What Academia Should be Like – Anthropology, Gender, Evolution, and Sharing of Ideas in an Academic Community

What Academia Should be Like – Anthropology, Gender, Evolution, and Sharing of Ideas in an Academic Community

I was very fortunate to be asked to give a guest lecture in Ben Junge’s Anthropology of Gender class earlier this semester. This class, mostly populated by Anthro majors and students with strong interests in gender studies, is a vibrant element of our campus’ curriclum. And Dr. Junge is a serious scholar and teacher – who makes sure that students get their money’s worth in their intellectual development regarding what gender means in the context of what it means to be human. No.small.task.

As is the case in many of the social sciences (psychology included), cultural anthropology has a large focus on how details of particular cultures have broad and important ramifications for behavioral patterns within those cultures. Humans are, largely, the cultural ape, and cultural anthropologists like Ben understand this facet of who we are and expand on this concept to the benefit of our students – who are, importantly, the future.

Often, cultural perspectives and “evolutionary” perspectives are pitted against each other – as incongruous, non-complementary parts of coins that don’t share sides with one another. And often, as history has shown, this fact has led to intellectuals on “different sides” of “the human nature issue” often creating straw men (or, perhaps better, “straw people”) to knock down in bolstering particular points of view at the expense of other points of view.

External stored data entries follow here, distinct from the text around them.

//! Choreography AST for Rumpsteak extraction
//!
//! A choreography is a global, structured description of a protocol: a main
//! body plus a flat list of named procedures. This crate holds the data types
//! produced by `rumpsteak-extraction` when it recovers a choreography from a
//! network of local behaviours, together with their canonical printed form.
//!
//! ```
//! use rumpsteak_extraction_choreography::{Choreography, ChoreographyBody, Interaction};
//!
//! let main = ChoreographyBody::prefixed(
//!     Interaction::communication("p", "q", "e"),
//!     ChoreographyBody::Termination,
//! );
//! assert_eq!(Choreography::new(main, vec![]).to_string(), "main {p.e->q; stop}");
//! ```

pub mod ast;

pub use ast::{Choreography, ChoreographyBody, Interaction, ProcedureDefinition, ValidationError};
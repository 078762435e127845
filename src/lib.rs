//! Choreography extraction for Rumpsteak
//!
//! Extraction is the inverse of projection: given a network of processes,
//! each described only by its own local behaviour, it recovers a single
//! global choreography describing how they interact, when one exists.
//!
//! The engine explores every way the network can evolve, one interaction at
//! a time, recording configurations in an exploration graph. A cycle in that
//! graph is only accepted as recursion once every process has made progress
//! around it; otherwise the search backtracks and tries another order. The
//! finished graph is then folded back into structured code with named
//! procedures at its recursion points.
//!
//! ```
//! use rumpsteak_extraction::{Behaviour, Extractor, Network, ProcessTerm};
//!
//! let network = Network::new([
//!     ("p", ProcessTerm::new(Behaviour::send("q", "e", Behaviour::Terminate))),
//!     ("q", ProcessTerm::new(Behaviour::receive("p", Behaviour::Terminate))),
//! ]);
//! let program = Extractor::default().extract(&network)?;
//! assert_eq!(program.to_string(), "main {p.e->q; stop}");
//! # Ok::<(), rumpsteak_extraction::ExtractionError>(())
//! ```

pub mod config;
pub mod error;
pub mod extraction;
pub mod graph;
pub mod label;
pub mod network;
pub mod reconstruct;
pub mod strategy;

mod search;

pub use rumpsteak_extraction_choreography as choreography;

// Re-export main APIs
pub use choreography::{Choreography, ChoreographyBody, Interaction, ProcedureDefinition};
pub use config::ExtractionConfig;
pub use error::{ExtractionError, NetworkError, Result};
pub use extraction::{extract, Exploration, ExtractionResult, Extractor, Program, Statistics};
pub use graph::{Dot, ExplorationGraph, Marking};
pub use label::{Label, LabelKind};
pub use network::{Acquaintance, Advancement, Behaviour, Network, ProcessTerm};
pub use reconstruct::reconstruct;
pub use strategy::{OrderingStrategy, Strategy};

Well, I’m here to say that the nature of life is nuanced and complicated. Sorry. And the nature of what it means to be “male” or “female” – or “masculine” or “feminine” – is anything but cut-and-dried. And Ben’s invitation to me to talk with his students about how evolutionary psychology addresses issues of gender – and, importantly, WHY evolutionary psychology takes the approach that it does – seems to me like exactly the kind of inter-disciplinary and inter-perspective dialog that typifies the best of what happens in higher education.

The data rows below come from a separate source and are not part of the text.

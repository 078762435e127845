//! DOT format export for exploration graphs.
//!
//! DOT files can be visualized using Graphviz tools, which is the quickest
//! way to see why a network did or did not extract.

use super::{ExplorationGraph, Node};
use std::fmt::{self, Display, Formatter};

/// Wrapper for exporting an exploration graph in DOT format.
///
/// # Example
///
/// ```rust
/// use rumpsteak_extraction::graph::{Dot, ExplorationGraph, Marking};
/// use rumpsteak_extraction::network::{Behaviour, Network, ProcessTerm};
///
/// let network = Network::new([("p", ProcessTerm::new(Behaviour::Terminate))]);
/// let graph = ExplorationGraph::new(network, Marking::new());
/// println!("{}", Dot::new(&graph));
/// ```
pub struct Dot<'a>(&'a ExplorationGraph);

impl<'a> Dot<'a> {
    /// Creates a new DOT exporter for the given graph.
    pub fn new(graph: &'a ExplorationGraph) -> Self {
        Self(graph)
    }
}

fn escape(text: &str) -> String {
    text.replace('\\', "\\\\").replace('"', "\\\"")
}

impl<'a> Display for Dot<'a> {
    fn fmt(&self, f: &mut Formatter<'_>) -> fmt::Result {
        write!(f, "digraph \"exploration\" {{")?;

        if self.0.node_count() > 0 {
            writeln!(f)?;
        }

        for (index, node) in self.0.nodes() {
            let shape = match node {
                Node::Concrete(_) => "box",
                Node::Invocation(_) => "ellipse",
            };
            writeln!(
                f,
                "    {} [shape={}, label=\"{}\"];",
                index.index(),
                shape,
                escape(&node.to_string())
            )?;
        }

        if self.0.edge_count() > 0 {
            writeln!(f)?;
        }

        for (from, to, label) in self.0.edges() {
            let (from, to) = (from.index(), to.index());
            writeln!(f, "    {} -> {} [label=\"{}\"];", from, to, escape(&label.to_string()))?;
        }

        write!(f, "}}")
    }
}
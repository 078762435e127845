//! Networks of communicating processes
//!
//! A [`Network`] is a configuration of the system: every process's current
//! behaviour plus the acquaintance relation. Networks are values; advancing a
//! network produces a new one and leaves the original untouched, so the
//! search can retry another move from the same configuration at no cost.

/// Acquaintance relation
pub mod acquaintance;

/// Single-step advancement
pub mod advance;

/// Behaviour trees
pub mod behaviour;

/// Process terms and procedures
pub mod process;

/// Purging and splitting into independent components
pub mod split;

pub use acquaintance::Acquaintance;
pub use advance::Advancement;
pub use behaviour::{Behaviour, Renaming};
pub use process::{Procedure, ProcessTerm};

use crate::error::NetworkError;
use std::collections::{BTreeMap, BTreeSet};
use std::fmt::{self, Display, Formatter};
use std::hash::{Hash, Hasher};
use std::sync::Arc;

/// A configuration of named processes
///
/// Two networks are equal, and hash alike, when their processes are equal.
/// The acquaintance relation and the spawn counter are not part of a
/// configuration's identity.
#[derive(Debug, Clone)]
pub struct Network {
    processes: BTreeMap<String, ProcessTerm>,
    acquaintance: Acquaintance,
    spawned: usize,
}

impl Network {
    /// Creates a network in which every process knows every other.
    pub fn new<S: Into<String>>(processes: impl IntoIterator<Item = (S, ProcessTerm)>) -> Self {
        let processes: BTreeMap<String, ProcessTerm> =
            processes.into_iter().map(|(name, term)| (name.into(), term)).collect();
        let acquaintance = Acquaintance::complete(processes.keys().cloned());
        Network {
            processes,
            acquaintance,
            spawned: 0,
        }
    }

    /// Creates a network in which processes know nobody but themselves.
    ///
    /// Use [`Network::introduce`] to set up the initial acquaintances.
    pub fn strangers<S: Into<String>>(processes: impl IntoIterator<Item = (S, ProcessTerm)>) -> Self {
        let processes: BTreeMap<String, ProcessTerm> =
            processes.into_iter().map(|(name, term)| (name.into(), term)).collect();
        let acquaintance = Acquaintance::strangers(processes.keys().cloned());
        Network {
            processes,
            acquaintance,
            spawned: 0,
        }
    }

    /// Make two processes acquainted. Returns `false` if either is unknown.
    pub fn introduce(&mut self, p: &str, q: &str) -> bool {
        self.acquaintance.introduce(p, q)
    }

    /// Every process of the network, by name.
    pub fn processes(&self) -> &BTreeMap<String, ProcessTerm> {
        &self.processes
    }

    /// The term of one process.
    pub fn process(&self, name: &str) -> Option<&ProcessTerm> {
        self.processes.get(name)
    }

    /// Process names in order.
    pub fn names(&self) -> impl Iterator<Item = &str> {
        self.processes.keys().map(String::as_str)
    }

    /// Processes that still have actions left.
    pub fn live(&self) -> impl Iterator<Item = (&String, &ProcessTerm)> {
        self.processes.iter().filter(|(_, term)| !term.is_terminated())
    }

    /// Who knows whom.
    pub fn acquaintance(&self) -> &Acquaintance {
        &self.acquaintance
    }

    /// Number of processes, terminated ones included.
    pub fn len(&self) -> usize {
        self.processes.len()
    }

    /// Check whether the network has no processes at all.
    pub fn is_empty(&self) -> bool {
        self.processes.is_empty()
    }

    /// Check whether every process has terminated.
    pub fn all_terminated(&self) -> bool {
        self.processes.values().all(ProcessTerm::is_terminated)
    }

    /// The sub-network of the given processes, keeping their acquaintances.
    pub fn restrict(&self, names: &BTreeSet<String>) -> Result<Network, NetworkError> {
        let mut processes = BTreeMap::new();
        for name in names {
            let term = self
                .processes
                .get(name)
                .ok_or_else(|| NetworkError::UnknownProcess(name.clone()))?;
            processes.insert(name.clone(), term.clone());
        }
        Ok(Network {
            processes,
            acquaintance: self.acquaintance.restrict(names.iter().map(String::as_str)),
            spawned: self.spawned,
        })
    }

    pub(crate) fn set_main(&mut self, process: &str, main: Arc<Behaviour>) {
        if let Some(term) = self.processes.get_mut(process) {
            term.main = main;
        }
    }

    pub(crate) fn insert(&mut self, name: String, term: ProcessTerm) {
        self.processes.insert(name, term);
    }

    /// Unfold every process whose main is a procedure call.
    ///
    /// Returns the unfolded network and the names of the processes that were
    /// unfolded, so that non-participants can be folded back afterwards.
    pub fn unfolded(&self) -> Result<(Network, BTreeSet<String>), NetworkError> {
        let mut network = self.clone();
        let mut unfolded = BTreeSet::new();
        for (name, term) in &self.processes {
            if let Behaviour::Call { .. } = term.main() {
                network.processes.insert(name.clone(), term.unfold(name)?);
                unfolded.insert(name.clone());
            }
        }
        Ok((network, unfolded))
    }

    /// Restore the terms of `processes` to the ones they have in `original`.
    pub(crate) fn fold_back<'a>(&mut self, original: &Network, processes: impl IntoIterator<Item = &'a String>) {
        for name in processes {
            if let Some(term) = original.processes.get(name) {
                self.processes.insert(name.clone(), term.clone());
            }
        }
    }
}

impl Network {
    /// A bijection from the live processes of this network onto those of
    /// `other` under which every term becomes the term it is mapped to.
    ///
    /// Terminated processes play no part. The returned renaming leaves out
    /// processes mapped to themselves, so an empty renaming means the live
    /// parts of both networks are equal. Identity pairs are tried first.
    pub fn correspondence(&self, other: &Network) -> Option<Renaming> {
        let from: Vec<(&String, &ProcessTerm, u64)> =
            self.live().map(|(name, term)| (name, term, term.shape())).collect();
        let to: Vec<(&String, &ProcessTerm, u64)> =
            other.live().map(|(name, term)| (name, term, term.shape())).collect();
        if from.len() != to.len() {
            return None;
        }

        let candidates: Vec<Vec<usize>> = from
            .iter()
            .map(|(name, _, shape)| {
                let mut matches: Vec<usize> = (0..to.len()).filter(|&j| to[j].2 == *shape).collect();
                matches.sort_by_key(|&j| to[j].0 != *name);
                matches
            })
            .collect();
        if candidates.iter().any(Vec::is_empty) {
            return None;
        }

        let mut assignment = Vec::with_capacity(from.len());
        let mut used = vec![false; to.len()];
        let search = Correspondence {
            from: &from,
            to: &to,
            candidates: &candidates,
        };
        search.assign(&mut assignment, &mut used)
    }
}

type Entry<'a> = (&'a String, &'a ProcessTerm, u64);

/// Backtracking over shape-compatible pairings of live processes
struct Correspondence<'s, 'a> {
    from: &'s [Entry<'a>],
    to: &'s [Entry<'a>],
    candidates: &'s [Vec<usize>],
}

impl Correspondence<'_, '_> {
    fn assign(&self, assignment: &mut Vec<usize>, used: &mut [bool]) -> Option<Renaming> {
        let next = assignment.len();
        if next == self.from.len() {
            return self.verify(assignment);
        }
        for &j in &self.candidates[next] {
            if used[j] {
                continue;
            }
            used[j] = true;
            assignment.push(j);
            if let Some(renaming) = self.assign(assignment, used) {
                return Some(renaming);
            }
            assignment.pop();
            used[j] = false;
        }
        None
    }

    fn verify(&self, assignment: &[usize]) -> Option<Renaming> {
        let pairs = || self.from.iter().zip(assignment.iter().map(|&j| &self.to[j]));
        let renaming: Renaming = pairs()
            .filter(|(from, to)| from.0 != to.0)
            .map(|(from, to)| (from.0.clone(), to.0.clone()))
            .collect();
        let consistent = pairs().all(|(from, to)| from.1.renamed(&renaming) == *to.1);
        consistent.then_some(renaming)
    }
}

impl PartialEq for Network {
    fn eq(&self, other: &Self) -> bool {
        self.processes == other.processes
    }
}

impl Eq for Network {}

impl Hash for Network {
    fn hash<H: Hasher>(&self, state: &mut H) {
        self.processes.hash(state);
    }
}

impl Display for Network {
    fn fmt(&self, f: &mut Formatter<'_>) -> fmt::Result {
        for (i, (name, term)) in self.processes.iter().enumerate() {
            if i > 0 {
                write!(f, " | ")?;
            }
            write!(f, "{} {}", name, term)?;
        }
        Ok(())
    }
}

From the first minute, the context of the class is comfortable and supportive. The students have read some of my work – which instills confidence in me that they have not a straw-man take of my perspective on human nature, but, rather, they have a “from the horse’s mouth” perspective. And any academic worth his or her weight, will tell you that this is always the way to go.

I know that not all social scientists love evolutionary psychology – so that’s a priori for me going into this classroom. But the context was one of mutual trust and respect – with a clear goal of dialogue and helping people understand (again, from “the horse’s mouth”) what my academic area has to say on issues of why and how males and females are different.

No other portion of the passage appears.